(Saved data entries)
################
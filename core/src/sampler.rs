//! Detail-stream sampler.
//!
//! One [`Sampler`] is created per flow on its first packet, seeded from the configured
//! `detail_sample_rate` (overridable per protocol) and held by the connection observer
//! for the life of the flow. Decisions are a pure function of `(now_ns, is_error)`: a
//! token-bucket rate limiter, plus an always-sample-on-error rule that bypasses the
//! bucket entirely.

/// Token-bucket rate limiter seeded from a fractional rate, replaying deterministically
/// given the same `(now_ns, is_error)` sequence.
pub struct Sampler {
    rate: f64,
    tokens: f64,
    capacity: f64,
    last_refill_ns: Option<u64>,
}

impl Sampler {
    /// `rate` is the fraction of exchanges admitted, clamped to `[0.0, 1.0]`; this is the
    /// common case for `detail_sample_rate`.
    pub fn new(rate: f64) -> Self {
        let rate = rate.clamp(0.0, 1.0);
        Sampler {
            rate,
            tokens: 1.0,
            capacity: 1.0,
            last_refill_ns: None,
        }
    }

    /// Decides whether the exchange observed at `now_ns` should be sampled. Errors are
    /// always sampled regardless of the token bucket's state.
    pub fn should_sample(&mut self, now_ns: u64, is_error: bool) -> bool {
        if is_error {
            return true;
        }
        if self.rate <= 0.0 {
            return false;
        }
        if self.rate >= 1.0 {
            return true;
        }
        self.refill(now_ns);
        if self.tokens >= 1.0 {
            self.tokens -= 1.0;
            true
        } else {
            false
        }
    }

    fn refill(&mut self, now_ns: u64) {
        let elapsed_ns = match self.last_refill_ns {
            Some(last) => now_ns.saturating_sub(last),
            None => 0,
        };
        self.last_refill_ns = Some(now_ns);
        let elapsed_s = elapsed_ns as f64 / 1_000_000_000.0;
        self.tokens = (self.tokens + elapsed_s * self.rate).min(self.capacity);
    }
}
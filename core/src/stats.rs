//! Process-wide statistics.
//!
//! Two counter sets: a production set (monotonic, never reset) and a debug set (window-
//! based, reset on each snapshot). Both are relaxed atomics shared across shards via
//! `Arc`. `protocol_stat_enabled` gates whether the debug set is populated at all.

#[cfg(feature = "prometheus")]
pub mod prometheus;

use std::sync::atomic::{AtomicU64, Ordering};

use strum_macros::EnumIter;

/// Per-protocol counters: `Count`, `ParseFailCount`, `DropCount`, `ConnectionNum`,
/// `ConnectionCachedSize`.
#[derive(Default)]
pub struct ProtocolCounters {
    pub count: AtomicU64,
    pub parse_fail_count: AtomicU64,
    pub drop_count: AtomicU64,
    pub connection_num: AtomicU64,
    pub connection_cached_size: AtomicU64,
}

impl ProtocolCounters {
    fn reset(&self) {
        self.count.store(0, Ordering::Relaxed);
        self.parse_fail_count.store(0, Ordering::Relaxed);
        self.drop_count.store(0, Ordering::Relaxed);
        self.connection_num.store(0, Ordering::Relaxed);
        self.connection_cached_size.store(0, Ordering::Relaxed);
    }

    fn snapshot(&self) -> ProtocolCountersSnapshot {
        ProtocolCountersSnapshot {
            count: self.count.load(Ordering::Relaxed),
            parse_fail_count: self.parse_fail_count.load(Ordering::Relaxed),
            drop_count: self.drop_count.load(Ordering::Relaxed),
            connection_num: self.connection_num.load(Ordering::Relaxed),
            connection_cached_size: self.connection_cached_size.load(Ordering::Relaxed),
        }
    }
}

#[derive(Debug, Clone, Copy, Default, PartialEq, Eq)]
pub struct ProtocolCountersSnapshot {
    pub count: u64,
    pub parse_fail_count: u64,
    pub drop_count: u64,
    pub connection_num: u64,
    pub connection_cached_size: u64,
}

/// Indexes [`ProtocolCounters`] per protocol with a table indexed by tag.
#[derive(Debug, Clone, Copy, PartialEq, Eq, Hash, EnumIter)]
pub enum Protocol {
    Http,
    Dns,
    MySql,
    Redis,
    PgSql,
    Dubbo,
    Kafka,
}

pub const NUM_PROTOCOLS: usize = 7;

impl Protocol {
    fn index(self) -> usize {
        match self {
            Protocol::Http => 0,
            Protocol::Dns => 1,
            Protocol::MySql => 2,
            Protocol::Redis => 3,
            Protocol::PgSql => 4,
            Protocol::Dubbo => 5,
            Protocol::Kafka => 6,
        }
    }

    pub fn name(self) -> &'static str {
        match self {
            Protocol::Http => "http",
            Protocol::Dns => "dns",
            Protocol::MySql => "mysql",
            Protocol::Redis => "redis",
            Protocol::PgSql => "pgsql",
            Protocol::Dubbo => "dubbo",
            Protocol::Kafka => "kafka",
        }
    }
}

/// One counter set (production or debug).
#[derive(Default)]
pub struct CounterSet {
    by_protocol: [ProtocolCounters; NUM_PROTOCOLS],
}

impl CounterSet {
    fn new() -> Self {
        Self::default()
    }

    pub fn get(&self, protocol: Protocol) -> &ProtocolCounters {
        &self.by_protocol[protocol.index()]
    }

    pub fn snapshot(&self) -> [ProtocolCountersSnapshot; NUM_PROTOCOLS] {
        std::array::from_fn(|i| self.by_protocol[i].snapshot())
    }

    fn reset(&self) {
        for counters in &self.by_protocol {
            counters.reset();
        }
    }
}

/// The production (monotonic) and debug (window-reset) counter sets, constructed
/// explicitly at engine construction rather than as process-wide singletons. Tests
/// instantiate their own via [`Stats::new`].
pub struct Stats {
    production: CounterSet,
    debug: CounterSet,
    debug_enabled: bool,
}

impl Stats {
    pub fn new(debug_enabled: bool) -> Self {
        Stats {
            production: CounterSet::new(),
            debug: CounterSet::new(),
            debug_enabled,
        }
    }

    pub fn production(&self) -> &CounterSet {
        &self.production
    }

    /// Returns the debug counter set if `protocol_stat_enabled`, else `None`.
    pub fn debug(&self) -> Option<&CounterSet> {
        self.debug_enabled.then_some(&self.debug)
    }

    /// Increments both counter sets' `count` for `protocol`.
    pub fn inc_count(&self, protocol: Protocol) {
        self.production.get(protocol).count.fetch_add(1, Ordering::Relaxed);
        if self.debug_enabled {
            self.debug.get(protocol).count.fetch_add(1, Ordering::Relaxed);
        }
    }

    pub fn inc_parse_fail(&self, protocol: Protocol) {
        self.production
            .get(protocol)
            .parse_fail_count
            .fetch_add(1, Ordering::Relaxed);
        if self.debug_enabled {
            self.debug
                .get(protocol)
                .parse_fail_count
                .fetch_add(1, Ordering::Relaxed);
        }
    }

    pub fn inc_drop(&self, protocol: Protocol) {
        self.production.get(protocol).drop_count.fetch_add(1, Ordering::Relaxed);
        if self.debug_enabled {
            self.debug.get(protocol).drop_count.fetch_add(1, Ordering::Relaxed);
        }
    }

    /// `connection_num`/`connection_cached_size` are gauges, not monotonic counters:
    /// the connection table zeroes them with [`Stats::reset_gauges`] before each GC
    /// sweep, then tallies live connections back in with these two.
    pub fn add_connection_num(&self, protocol: Protocol, delta: u64) {
        self.production
            .get(protocol)
            .connection_num
            .fetch_add(delta, Ordering::Relaxed);
    }

    pub fn add_connection_cached_size(&self, protocol: Protocol, delta: u64) {
        self.production
            .get(protocol)
            .connection_cached_size
            .fetch_add(delta, Ordering::Relaxed);
    }

    pub fn reset_gauges(&self) {
        for counters in &self.production.by_protocol {
            counters.connection_num.store(0, Ordering::Relaxed);
            counters.connection_cached_size.store(0, Ordering::Relaxed);
        }
    }

    /// Resets the debug counter set's window. The production set is monotonic and is
    /// never reset.
    pub fn reset_debug_window(&self) {
        if self.debug_enabled {
            self.debug.reset();
        }
    }
}

#[cfg(test)]
mod tests {
    use super::*;

    #[test]
    fn production_counters_are_monotonic_across_debug_resets() {
        let stats = Stats::new(true);
        stats.inc_count(Protocol::Http);
        stats.inc_count(Protocol::Http);
        stats.reset_debug_window();
        assert_eq!(stats.production().get(Protocol::Http).count.load(Ordering::Relaxed), 2);
        assert_eq!(stats.debug().unwrap().get(Protocol::Http).count.load(Ordering::Relaxed), 0);
    }

    #[test]
    fn debug_disabled_does_not_populate_debug_set() {
        let stats = Stats::new(false);
        stats.inc_count(Protocol::Dns);
        assert!(stats.debug().is_none());
        assert_eq!(stats.production().get(Protocol::Dns).count.load(Ordering::Relaxed), 1);
    }
}
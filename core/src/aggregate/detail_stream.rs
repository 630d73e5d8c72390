//! Bounded detail channel with drop-oldest backpressure.

use std::sync::atomic::{AtomicU64, Ordering};

use crossbeam_channel::{bounded, Receiver, Sender, TrySendError};

use super::ProtocolDetail;

pub struct DetailStream {
    tx: Sender<ProtocolDetail>,
    rx: Receiver<ProtocolDetail>,
    dropped: AtomicU64,
}

impl DetailStream {
    pub fn new(capacity: usize) -> Self {
        let (tx, rx) = bounded(capacity);
        DetailStream {
            tx,
            rx,
            dropped: AtomicU64::new(0),
        }
    }

    /// Pushes `detail`, discarding the oldest queued record (not `detail` itself) if the
    /// channel is full, and counting the drop.
    pub fn push(&self, detail: ProtocolDetail) {
        let mut pending = detail;
        loop {
            match self.tx.try_send(pending) {
                Ok(()) => return,
                Err(TrySendError::Full(rejected)) => {
                    pending = rejected;
                    if self.rx.try_recv().is_ok() {
                        self.dropped.fetch_add(1, Ordering::Relaxed);
                    }
                }
                Err(TrySendError::Disconnected(_)) => return,
            }
        }
    }

    pub fn receiver(&self) -> Receiver<ProtocolDetail> {
        self.rx.clone()
    }

    pub fn dropped(&self) -> u64 {
        self.dropped.load(Ordering::Relaxed)
    }
}

#[cfg(test)]
mod tests {
    use super::*;
    use std::collections::HashMap;

    fn detail(op: &str) -> ProtocolDetail {
        ProtocolDetail {
            flow_key_display: "x".to_string(),
            l4: crate::flow::L4Protocol::Tcp,
            proc_meta: super::super::ProcMetaRecord {
                pid: 0,
                container_id: String::new(),
            },
            protocol: "http",
            operation: op.to_string(),
            start_ns: 0,
            duration_ns: 0,
            status: "ok",
            bytes_in: 0,
            bytes_out: 0,
            attributes: HashMap::new(),
        }
    }

    #[test]
    fn drops_oldest_when_full() {
        let stream = DetailStream::new(2);
        stream.push(detail("a"));
        stream.push(detail("b"));
        stream.push(detail("c"));
        assert_eq!(stream.dropped(), 1);
        let first = stream.receiver().try_recv().unwrap();
        assert_eq!(first.operation, "b");
    }
}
################
**Exercise description**
Provide solely the number of lines in the data that include the word "ProtocolCountersSnapshot".

**Answer for the task**
4